Dataset entries:
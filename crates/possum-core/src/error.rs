use thiserror::Error;

#[derive(Debug, Error)]
pub enum EncodeError {
    #[error("unrecognised sex value: {0:?} (expected \"male\" or \"female\")")]
    UnknownSex(String),
}
//! Prediction dispatch over an externally-loaded classifier.
//!
//! The classifier artifact is loaded once at startup and shared read-only;
//! dispatch wraps one [`FeatureRecord`] in a single-row Arrow batch, invokes
//! the classifier, and maps the first class index to a [`Population`] label.
//!
//! Only [`ClassifierError::InvalidInput`] is recovered here — a malformed or
//! schema-mismatched record becomes a [`Prediction::Rejected`] carrying the
//! classifier's own message, and the host keeps running. Every other failure
//! propagates as a fatal error.

use arrow::record_batch::RecordBatch;
use thiserror::Error;

use possum_core::FeatureRecord;

use crate::labels::Population;

/// A ready-to-use classifier over the fixed inference schema.
///
/// Prediction is a logical read over the artifact's learned parameters; the
/// receiver is `&mut` only because inference runtimes scratch over internal
/// buffers between calls.
pub trait Classifier {
    /// Predict one class index per input row.
    fn predict_classes(&mut self, batch: &RecordBatch) -> Result<Vec<i64>, ClassifierError>;
}

#[derive(Debug, Error)]
pub enum ClassifierError {
    /// The classifier rejected the input (schema mismatch, malformed values).
    /// Recoverable: dispatch converts this into [`Prediction::Rejected`].
    #[error("classifier rejected input: {0}")]
    InvalidInput(String),

    /// Inference itself failed. Not recovered; treated as fatal upstream.
    #[error("inference failed: {0}")]
    Inference(String),
}

/// Outcome of one dispatch call.
#[derive(Debug, Clone, PartialEq, Eq)]
pub enum Prediction {
    /// The classifier produced a class index.
    Population(Population),
    /// The classifier rejected the record; the message is user-visible.
    Rejected(String),
}

/// Dispatch a single assembled record to the classifier.
///
/// Stateless and retry-free: each call is one single-row batch. An empty
/// class vector from the classifier is a contract violation and is fatal.
pub fn predict<C: Classifier>(classifier: &mut C, record: &FeatureRecord) -> anyhow::Result<Prediction> {
    let batch = record.to_record_batch()?;

    match classifier.predict_classes(&batch) {
        Ok(classes) => {
            let index = classes
                .first()
                .copied()
                .ok_or_else(|| anyhow::anyhow!("classifier returned no class for a 1-row batch"))?;
            Ok(Prediction::Population(Population::from_class_index(index)))
        }
        Err(ClassifierError::InvalidInput(msg)) => Ok(Prediction::Rejected(msg)),
        Err(err @ ClassifierError::Inference(_)) => Err(err.into()),
    }
}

◆ Problem to solve: Show, from the records above, every line that includes "String".

◆ Written solution:
    UnknownSex(String),
    InvalidInput(String),
    Inference(String),
    Rejected(String),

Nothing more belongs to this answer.